Lauren Thams, a student affairs administration student working on her master’s degree, said she is excited for the first iteration of the program. Thams — also a programming and communications intern for the OISS — said it’s a way for American families to open their homes to different cultures for a traditional Thanksgiving meal.
“There’s turkey and a lot of traditional dishes and also an opportunity for international students and scholars to share with their hosts about their own cultures,” Thams said.
OISS Assistant Director Elizabeth Matthews, who had a similar program at one of her previous jobs, talked more about the dinner.
“A lot of times international students have a hard time gaining opportunities to go out into the community outside of the MSU campus and experience what a typical American family’s life is like,” Matthews said. “MSU really wanted to be able to provide that opportunity for students and scholars here to be able to do that in East Lansing.”
All international students and their families can apply for the dinner. If an international student has a partner or children in Michigan, they’re also able to apply for the program.

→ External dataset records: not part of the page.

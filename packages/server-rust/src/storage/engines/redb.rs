//! [`ScoreStore`] backed by an embedded redb database file.
//!
//! One database file holds every mode. Per mode there are two tables:
//!
//! - `scores::{mode}`: `id → MsgPack(ScoreRecord)` (named fields via `rmp-serde`)
//! - `placements::{mode}`: `placement → id`, the ordered index that serves
//!   placement-ordered range reads
//!
//! plus one shared `sequences` table holding the next id per mode. Reads run
//! in redb read transactions (MVCC snapshots); every write path runs in a
//! single redb write transaction, so aborted writes leave no trace.

use std::collections::HashSet;
use std::ops::Bound;
use std::sync::Arc;

use redb::{Database, ReadTransaction, ReadableTable, TableDefinition, WriteTransaction};
use scoreboard_core::order::select;
use scoreboard_core::{
    AnchorNotFound, ClockSource, Cursor, Direction, NewScore, Placement, PlacementUpdate,
    RankOrder, ScoreId, ScoreRecord,
};

use crate::storage::store::{FindMany, ScoreStore, ScoreTable, ScoreTxn, StoreError};

/// Next id to assign, keyed by mode name.
const SEQUENCES: TableDefinition<'static, &'static str, u64> = TableDefinition::new("sequences");

fn backend(err: impl std::fmt::Display) -> StoreError {
    StoreError::Backend(err.to_string())
}

fn encode(record: &ScoreRecord) -> Result<Vec<u8>, StoreError> {
    rmp_serde::to_vec_named(record).map_err(|e| StoreError::Encoding(e.to_string()))
}

fn decode(bytes: &[u8]) -> Result<ScoreRecord, StoreError> {
    rmp_serde::from_slice(bytes).map_err(|e| StoreError::Encoding(e.to_string()))
}

/// Opens (or creates) the database file shared by all modes.
///
/// # Errors
///
/// Returns [`StoreError::Backend`] if the file cannot be opened or created.
pub fn open_database(path: &std::path::Path) -> Result<Arc<Database>, StoreError> {
    Database::create(path).map(Arc::new).map_err(backend)
}

/// redb-backed score store for one mode.
pub struct RedbScoreStore {
    name: String,
    records_table: String,
    placements_table: String,
    db: Arc<Database>,
    clock: Arc<dyn ClockSource>,
}

impl RedbScoreStore {
    /// Opens the store for `name`, creating its tables if needed.
    ///
    /// # Errors
    ///
    /// Returns [`StoreError::Backend`] if the tables cannot be created.
    pub fn open(
        db: Arc<Database>,
        name: impl Into<String>,
        clock: Arc<dyn ClockSource>,
    ) -> Result<Self, StoreError> {
        let name = name.into();
        let store = Self {
            records_table: format!("scores::{name}"),
            placements_table: format!("placements::{name}"),
            name,
            db,
            clock,
        };

        // Opening a table in a write transaction creates it; read
        // transactions fail on tables that were never created.
        let txn = store.db.begin_write().map_err(backend)?;
        txn.open_table(store.records_def()).map_err(backend)?;
        txn.open_table(store.placements_def()).map_err(backend)?;
        txn.open_table(SEQUENCES).map_err(backend)?;
        txn.commit().map_err(backend)?;

        Ok(store)
    }

    fn records_def(&self) -> TableDefinition<'_, u64, &'static [u8]> {
        TableDefinition::new(&self.records_table)
    }

    fn placements_def(&self) -> TableDefinition<'_, u32, u64> {
        TableDefinition::new(&self.placements_table)
    }
}

impl ScoreStore for RedbScoreStore {
    fn name(&self) -> &str {
        &self.name
    }

    fn begin_read(&self) -> Result<Box<dyn ScoreTable + '_>, StoreError> {
        let txn = self.db.begin_read().map_err(backend)?;
        Ok(Box::new(RedbRead { store: self, txn }))
    }

    fn begin_write(&self) -> Result<Box<dyn ScoreTxn + '_>, StoreError> {
        let txn = self.db.begin_write().map_err(backend)?;
        Ok(Box::new(RedbWrite { store: self, txn }))
    }
}

// ---------------------------------------------------------------------------
// Table-generic helpers (shared by read and write transactions)
// ---------------------------------------------------------------------------

fn load<T: ReadableTable<u64, &'static [u8]>>(
    records: &T,
    id: ScoreId,
) -> Result<Option<ScoreRecord>, StoreError> {
    match records.get(id).map_err(backend)? {
        Some(guard) => decode(guard.value()).map(Some),
        None => Ok(None),
    }
}

fn load_all<T: ReadableTable<u64, &'static [u8]>>(
    records: &T,
) -> Result<Vec<ScoreRecord>, StoreError> {
    let mut out = Vec::new();
    for entry in records.iter().map_err(backend)? {
        let (_, value) = entry.map_err(backend)?;
        out.push(decode(value.value())?);
    }
    Ok(out)
}

fn count<T: ReadableTable<u64, &'static [u8]>>(records: &T) -> Result<usize, StoreError> {
    let mut n = 0;
    for entry in records.iter().map_err(backend)? {
        entry.map_err(backend)?;
        n += 1;
    }
    Ok(n)
}

/// Reads up to `take` ids from an index range, nearest-to-the-end first
/// when `reverse`, and returns them in ascending placement order.
fn drain_ids(
    range: redb::Range<'_, u32, u64>,
    reverse: bool,
    take: usize,
) -> Result<Vec<ScoreId>, StoreError> {
    let mut ids = Vec::new();
    if reverse {
        for entry in range.rev().take(take) {
            let (_, id) = entry.map_err(backend)?;
            ids.push(id.value());
        }
        ids.reverse();
    } else {
        for entry in range.take(take) {
            let (_, id) = entry.map_err(backend)?;
            ids.push(id.value());
        }
    }
    Ok(ids)
}

fn find_many_in<R, P>(records: &R, index: &P, query: &FindMany) -> Result<Vec<ScoreRecord>, StoreError>
where
    R: ReadableTable<u64, &'static [u8]>,
    P: ReadableTable<u32, u64>,
{
    match query.order {
        RankOrder::Ranking => {
            let mut sorted = load_all(records)?;
            RankOrder::Ranking.sort(&mut sorted);
            Ok(select(&sorted, query.cursor, query.take)?)
        }
        RankOrder::Placement => {
            let take = query.take.unwrap_or(usize::MAX);
            let ids = match query.cursor {
                None => drain_ids(index.iter().map_err(backend)?, false, take)?,
                Some(cursor) => find_placed_ids(records, index, cursor, take)?,
            };
            ids.into_iter()
                .map(|id| load(records, id)?.ok_or(StoreError::UnknownRecord(id)))
                .collect()
        }
    }
}

fn find_placed_ids<R, P>(
    records: &R,
    index: &P,
    cursor: Cursor,
    take: usize,
) -> Result<Vec<ScoreId>, StoreError>
where
    R: ReadableTable<u64, &'static [u8]>,
    P: ReadableTable<u32, u64>,
{
    let anchor: Placement = load(records, cursor.anchor)?
        .and_then(|r| r.placement)
        .ok_or(AnchorNotFound(cursor.anchor))?;

    let edge = if cursor.include_anchor {
        Bound::Included(anchor)
    } else {
        Bound::Excluded(anchor)
    };

    match cursor.direction {
        Direction::Forward => {
            let range = index
                .range::<u32>((edge, Bound::Unbounded))
                .map_err(backend)?;
            drain_ids(range, false, take)
        }
        Direction::Backward => {
            let range = index
                .range::<u32>((Bound::Unbounded, edge))
                .map_err(backend)?;
            drain_ids(range, true, take)
        }
    }
}

// ---------------------------------------------------------------------------
// Read transaction
// ---------------------------------------------------------------------------

struct RedbRead<'a> {
    store: &'a RedbScoreStore,
    txn: ReadTransaction,
}

impl ScoreTable for RedbRead<'_> {
    fn get(&self, id: ScoreId) -> Result<Option<ScoreRecord>, StoreError> {
        let records = self
            .txn
            .open_table(self.store.records_def())
            .map_err(backend)?;
        load(&records, id)
    }

    fn find_many(&self, query: &FindMany) -> Result<Vec<ScoreRecord>, StoreError> {
        let records = self
            .txn
            .open_table(self.store.records_def())
            .map_err(backend)?;
        let index = self
            .txn
            .open_table(self.store.placements_def())
            .map_err(backend)?;
        find_many_in(&records, &index, query)
    }

    fn len(&self) -> Result<usize, StoreError> {
        let records = self
            .txn
            .open_table(self.store.records_def())
            .map_err(backend)?;
        count(&records)
    }
}

// ---------------------------------------------------------------------------
// Write transaction
// ---------------------------------------------------------------------------

struct RedbWrite<'a> {
    store: &'a RedbScoreStore,
    txn: WriteTransaction,
}

impl RedbWrite<'_> {
    fn next_id(&self) -> Result<ScoreId, StoreError> {
        let mut sequences = self.txn.open_table(SEQUENCES).map_err(backend)?;
        let key = self.store.name.as_str();
        let next = sequences
            .get(key)
            .map_err(backend)?
            .map_or(1, |guard| guard.value());
        sequences.insert(key, next + 1).map_err(backend)?;
        Ok(next)
    }
}

impl ScoreTable for RedbWrite<'_> {
    fn get(&self, id: ScoreId) -> Result<Option<ScoreRecord>, StoreError> {
        let records = self
            .txn
            .open_table(self.store.records_def())
            .map_err(backend)?;
        load(&records, id)
    }

    fn find_many(&self, query: &FindMany) -> Result<Vec<ScoreRecord>, StoreError> {
        let records = self
            .txn
            .open_table(self.store.records_def())
            .map_err(backend)?;
        let index = self
            .txn
            .open_table(self.store.placements_def())
            .map_err(backend)?;
        find_many_in(&records, &index, query)
    }

    fn len(&self) -> Result<usize, StoreError> {
        let records = self
            .txn
            .open_table(self.store.records_def())
            .map_err(backend)?;
        count(&records)
    }
}

impl ScoreTxn for RedbWrite<'_> {
    fn insert(&mut self, score: NewScore) -> Result<ScoreRecord, StoreError> {
        let id = self.next_id()?;
        let record = ScoreRecord::from_new(id, self.store.clock.now_millis(), score);
        let bytes = encode(&record)?;

        let mut records = self
            .txn
            .open_table(self.store.records_def())
            .map_err(backend)?;
        records.insert(id, bytes.as_slice()).map_err(backend)?;
        Ok(record)
    }

    fn apply_bulk(&mut self, updates: &[PlacementUpdate]) -> Result<(), StoreError> {
        let mut records = self
            .txn
            .open_table(self.store.records_def())
            .map_err(backend)?;
        let mut index = self
            .txn
            .open_table(self.store.placements_def())
            .map_err(backend)?;

        // Validate the whole batch before touching either table.
        let mut updated: HashSet<ScoreId> = HashSet::with_capacity(updates.len());
        for update in updates {
            if !updated.insert(update.id) {
                return Err(StoreError::DuplicateUpdate(update.id));
            }
        }
        let mut claimed = HashSet::with_capacity(updates.len());
        let mut staged = Vec::with_capacity(updates.len());
        for update in updates {
            let record = load(&records, update.id)?.ok_or(StoreError::UnknownRecord(update.id))?;
            if !claimed.insert(update.placement) {
                return Err(StoreError::DuplicatePlacement(update.placement));
            }
            let holder = index
                .get(update.placement)
                .map_err(backend)?
                .map(|guard| guard.value());
            if let Some(holder) = holder {
                if !updated.contains(&holder) {
                    return Err(StoreError::DuplicatePlacement(update.placement));
                }
            }
            staged.push((record, update.placement));
        }

        for (record, _) in &staged {
            if let Some(old) = record.placement {
                index.remove(old).map_err(backend)?;
            }
        }
        for (mut record, placement) in staged {
            record.placement = Some(placement);
            let bytes = encode(&record)?;
            records.insert(record.id, bytes.as_slice()).map_err(backend)?;
            index.insert(placement, record.id).map_err(backend)?;
        }
        Ok(())
    }

    fn commit(self: Box<Self>) -> Result<(), StoreError> {
        self.txn.commit().map_err(backend)
    }
}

Hosts and participants sign up in different applications, then the OISS facilitates the process of matching hosts to participants.

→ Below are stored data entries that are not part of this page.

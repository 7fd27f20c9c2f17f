// SPDX-License-Identifier: MIT
// SPDX-FileCopyrightText: 2026 ® John Hauger Mitander <john@on1.no>

use crate::common::error::AppError;
use crate::common::parsing::strip_0x;
use alloy::primitives::Bytes;
use alloy_json_abi::JsonAbi;
use serde::Deserialize;
use std::collections::HashMap;
use std::fs;
use std::path::Path;

/// Hardhat artifact layout; other keys are ignored. Files lacking `abi` or
/// `bytecode` (build-info, debug metadata) are not artifacts.
#[derive(Deserialize)]
struct HardhatArtifact {
    #[serde(rename = "contractName")]
    contract_name: Option<String>,
    abi: Option<JsonAbi>,
    bytecode: Option<String>,
}

const BUILD_INFO_DIR: &str = "build-info";

#[derive(Debug, Clone, PartialEq, Eq)]
pub enum Bytecode {
    Ready(Bytes),
    /// Library placeholders (`__$<hash>$__`) are still present.
    Unlinked,
}

#[derive(Debug, Clone)]
pub struct ContractArtifact {
    pub abi: JsonAbi,
    pub bytecode: Bytecode,
}

impl ContractArtifact {
    /// Creation code, provided the artifact can be deployed as-is.
    pub fn creation_code(&self, name: &str) -> Result<&Bytes, AppError> {
        let code = match &self.bytecode {
            Bytecode::Unlinked => {
                return Err(AppError::Config(format!(
                    "Artifact {name} has unlinked library references"
                )));
            }
            Bytecode::Ready(code) if code.is_empty() => {
                return Err(AppError::Config(format!(
                    "Artifact {name} has no bytecode (interface or abstract contract?)"
                )));
            }
            Bytecode::Ready(code) => code,
        };
        if let Some(ctor) = self.abi.constructor()
            && !ctor.inputs.is_empty()
        {
            return Err(AppError::Config(format!(
                "Artifact {name} constructor takes {} argument(s); only argument-free deployments are supported",
                ctor.inputs.len()
            )));
        }
        Ok(code)
    }
}

fn decode_bytecode(name: &str, raw: &str) -> Result<Bytecode, AppError> {
    let raw = raw.trim();
    if raw.contains("__") {
        return Ok(Bytecode::Unlinked);
    }
    hex::decode(strip_0x(raw))
        .map(|code| Bytecode::Ready(code.into()))
        .map_err(|e| AppError::Config(format!("Invalid bytecode in artifact {}: {}", name, e)))
}

#[derive(Debug, Default)]
pub struct ArtifactRegistry {
    artifacts: HashMap<String, ContractArtifact>,
}

impl ArtifactRegistry {
    pub fn new() -> Self {
        Self::default()
    }

    /// Load every `*.json` artifact under `dir_path`, recursing into `X.sol/` folders.
    /// Returns how many artifacts were registered.
    pub fn load_from_directory(&mut self, dir_path: &str) -> Result<usize, AppError> {
        let path = Path::new(dir_path);
        if !path.exists() {
            return Err(AppError::Config(format!(
                "Artifacts directory not found: {}",
                dir_path
            )));
        }
        let before = self.artifacts.len();
        self.load_dir(path)?;
        Ok(self.artifacts.len() - before)
    }

    fn load_dir(&mut self, dir: &Path) -> Result<(), AppError> {
        for entry in fs::read_dir(dir).map_err(|e| AppError::Initialization(e.to_string()))? {
            let entry = entry.map_err(|e| AppError::Initialization(e.to_string()))?;
            let path = entry.path();
            let Some(file_name) = path.file_name().and_then(|s| s.to_str()) else {
                continue;
            };

            if path.is_dir() {
                if file_name == BUILD_INFO_DIR {
                    tracing::debug!(target: "artifacts", dir = %path.display(), "Skipping build-info");
                    continue;
                }
                self.load_dir(&path)?;
                continue;
            }
            if !file_name.ends_with(".json") || file_name.ends_with(".dbg.json") {
                continue;
            }
            let file_stem = file_name.trim_end_matches(".json").to_string();

            let file_content = fs::read_to_string(&path).map_err(|e| {
                AppError::Config(format!("Failed to read artifact {}: {}", file_stem, e))
            })?;
            let artifact: HardhatArtifact = serde_json::from_str(&file_content).map_err(|e| {
                AppError::Config(format!("Failed to parse artifact {}: {}", file_stem, e))
            })?;
            let (Some(abi), Some(raw_bytecode)) = (artifact.abi, artifact.bytecode) else {
                tracing::debug!(target: "artifacts", file = %path.display(), "Not a contract artifact");
                continue;
            };

            let name = artifact.contract_name.unwrap_or(file_stem);
            let bytecode = decode_bytecode(&name, &raw_bytecode)?;
            match &bytecode {
                Bytecode::Ready(code) => {
                    tracing::debug!(target: "artifacts", contract = %name, bytes = code.len(), "Loaded artifact")
                }
                Bytecode::Unlinked => {
                    tracing::debug!(target: "artifacts", contract = %name, "Loaded artifact with unlinked libraries")
                }
            }
            self.artifacts.insert(name, ContractArtifact { abi, bytecode });
        }
        Ok(())
    }

    pub fn get(&self, name: &str) -> Option<&ContractArtifact> {
        self.artifacts.get(name)
    }

    /// Creation code for `name`. Missing, unlinked, bytecode-less and
    /// constructor-argument artifacts are rejected here, not at load time.
    pub fn deployable(&self, name: &str) -> Result<&Bytes, AppError> {
        self.get(name)
            .ok_or_else(|| AppError::Config(format!("No artifact found for {name}")))?
            .creation_code(name)
    }
}

#[cfg(test)]
mod tests {
    use super::*;

    fn temp_artifacts_dir(tag: &str) -> std::path::PathBuf {
        let dir = std::env::temp_dir().join(format!(
            "artifacts-{tag}-{}-{}",
            std::process::id(),
            std::time::SystemTime::now()
                .duration_since(std::time::UNIX_EPOCH)
                .unwrap_or_default()
                .as_nanos()
        ));
        fs::create_dir_all(dir.join("CoveragePool.sol")).unwrap();
        dir
    }

    #[test]
    fn loads_nested_hardhat_artifacts_and_skips_debug_files() {
        let dir = temp_artifacts_dir("nested");
        fs::write(
            dir.join("CoveragePool.sol").join("CoveragePool.json"),
            r#"{"contractName":"CoveragePool","abi":[],"bytecode":"0x6080604052"}"#,
        )
        .unwrap();
        fs::write(
            dir.join("CoveragePool.sol").join("CoveragePool.dbg.json"),
            r#"{"buildInfo":"../build-info/x.json"}"#,
        )
        .unwrap();
        fs::write(
            dir.join("ICoveragePool.json"),
            r#"{"contractName":"ICoveragePool","abi":[],"bytecode":"0x"}"#,
        )
        .unwrap();

        let mut registry = ArtifactRegistry::new();
        let loaded = registry
            .load_from_directory(dir.to_str().unwrap())
            .expect("load artifacts");
        fs::remove_dir_all(&dir).ok();

        assert_eq!(loaded, 2);
        let code = registry.deployable("CoveragePool").expect("deployable");
        assert_eq!(code.as_ref(), &[0x60, 0x80, 0x60, 0x40, 0x52]);

        let err = registry.deployable("ICoveragePool").unwrap_err();
        assert!(matches!(err, AppError::Config(msg) if msg.contains("no bytecode")));
        assert!(registry.deployable("LendingPool").is_err());
    }

    #[test]
    fn build_info_and_non_artifact_json_are_skipped() {
        let dir = temp_artifacts_dir("build-info");
        fs::create_dir_all(dir.join("build-info")).unwrap();
        fs::write(
            dir.join("build-info").join("abc123.json"),
            r#"{"id":"abc123","_format":"hh-sol-build-info-1","solcVersion":"0.6.12","input":{},"output":{}}"#,
        )
        .unwrap();
        fs::write(dir.join("cache-manifest.json"), r#"{"files":{}}"#).unwrap();
        fs::write(
            dir.join("CoveragePool.sol").join("CoveragePool.json"),
            r#"{"contractName":"CoveragePool","abi":[],"bytecode":"0x60806040"}"#,
        )
        .unwrap();

        let mut registry = ArtifactRegistry::new();
        let loaded = registry
            .load_from_directory(dir.to_str().unwrap())
            .expect("load artifacts");
        fs::remove_dir_all(&dir).ok();

        assert_eq!(loaded, 1);
        assert!(registry.deployable("CoveragePool").is_ok());
        assert!(registry.get("abc123").is_none());
    }

    #[test]
    fn unlinked_library_bytecode_only_fails_when_deployed() {
        let dir = temp_artifacts_dir("linked");
        fs::write(
            dir.join("LendingPool.json"),
            r#"{"contractName":"LendingPool","abi":[],"bytecode":"0x6080__$4c26be947d349222af871a3168b3fe584b$__6040"}"#,
        )
        .unwrap();
        fs::write(
            dir.join("CoveragePool.sol").join("CoveragePool.json"),
            r#"{"contractName":"CoveragePool","abi":[],"bytecode":"0x60806040"}"#,
        )
        .unwrap();

        let mut registry = ArtifactRegistry::new();
        registry
            .load_from_directory(dir.to_str().unwrap())
            .expect("load artifacts");
        fs::remove_dir_all(&dir).ok();

        assert_eq!(
            registry.get("LendingPool").map(|a| &a.bytecode),
            Some(&Bytecode::Unlinked)
        );
        let err = registry.deployable("LendingPool").unwrap_err();
        assert!(matches!(err, AppError::Config(msg) if msg.contains("unlinked")));
        assert!(registry.deployable("CoveragePool").is_ok());
    }

    #[test]
    fn constructor_arguments_block_deployment() {
        let dir = temp_artifacts_dir("ctor");
        fs::write(
            dir.join("CoveragePool.sol").join("CoveragePool.json"),
            r#"{"contractName":"CoveragePool","abi":[{"type":"constructor","stateMutability":"nonpayable","inputs":[{"name":"provider","type":"address","internalType":"address"}]}],"bytecode":"0x60806040"}"#,
        )
        .unwrap();

        let mut registry = ArtifactRegistry::new();
        registry
            .load_from_directory(dir.to_str().unwrap())
            .expect("load artifacts");
        fs::remove_dir_all(&dir).ok();

        let err = registry.deployable("CoveragePool").unwrap_err();
        assert!(matches!(err, AppError::Config(msg) if msg.contains("1 argument")));
    }

    #[test]
    fn garbage_bytecode_is_config_error() {
        let dir = temp_artifacts_dir("garbage");
        fs::write(
            dir.join("Broken.json"),
            r#"{"contractName":"Broken","abi":[],"bytecode":"0xzz"}"#,
        )
        .unwrap();

        let mut registry = ArtifactRegistry::new();
        let err = registry
            .load_from_directory(dir.to_str().unwrap())
            .unwrap_err();
        fs::remove_dir_all(&dir).ok();
        assert!(matches!(err, AppError::Config(msg) if msg.contains("Broken")));
    }

    #[test]
    fn missing_directory_is_config_error() {
        let mut registry = ArtifactRegistry::new();
        let err = registry
            .load_from_directory("/nonexistent/artifacts")
            .unwrap_err();
        assert!(matches!(err, AppError::Config(_)));
    }
}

OISS Student Engagement Coordinator Vicky Lee became Thams’ consultant on the program, thanks in part to her experience running a similar program.
Lee said there were about 60 participants registered at the end of October, with up to 100 available participant slots in total.
Hosts can decide how many people they want to invite. That number can range from two to six, but the OISS tries to keep the number at about four.
“This is the first year, so we don’t know how it’s going to go. But in terms of the response rate, we are happy about it so far and a lot of faculty and staff members have shown a lot of interest, although they might not be able to host this time,” Lee said.
Lee said students might go to their professor’s house and build a connection outside of the classroom. When the professor is hosting the students, stereotypes surrounding American professors could be broken.
“That professor is not only the one teaching you, but you can go share some personal stories with him or her if you need to,” Lee said. “It’s really not only about ‘Oh, I know this professor through a classroom,’ but ‘No, I actually know her in person. I know that she is a very nice person and I know that she has my back or he has my back,’ and I think that is the beauty of the program.”
One of the difficulties of navigating this program is transportation. In the application, there are questions for participants to answer: Do they have cars? If they do, are they willing to drive others?
“If they happen to be a driver with a car, we would try our best to match those people with no car with at least one person with a car, then they can drive to their host’s place together,” Lee said. “If not, then we just have to come up with an alternate solution.”
Though the program is only for one night, the OISS encourages participants and hosts to retain the connections they make after it.
The dinner is Thanksgiving Day, Nov. 22. Hosts will contact interested participants directly.
“Because this is the first year, we’re starting small, but even with a small set of matching, I think it’s gonna make a big impact,” Thams said. “I would presume that the students and the hosts will stay in touch with each other over the course of the year.”
The point of the dinner program? To allow students to feel welcome and supported in the community, Thams said.
“It’s just a feeling of comfort and welcome,” she said. “That’s really important.”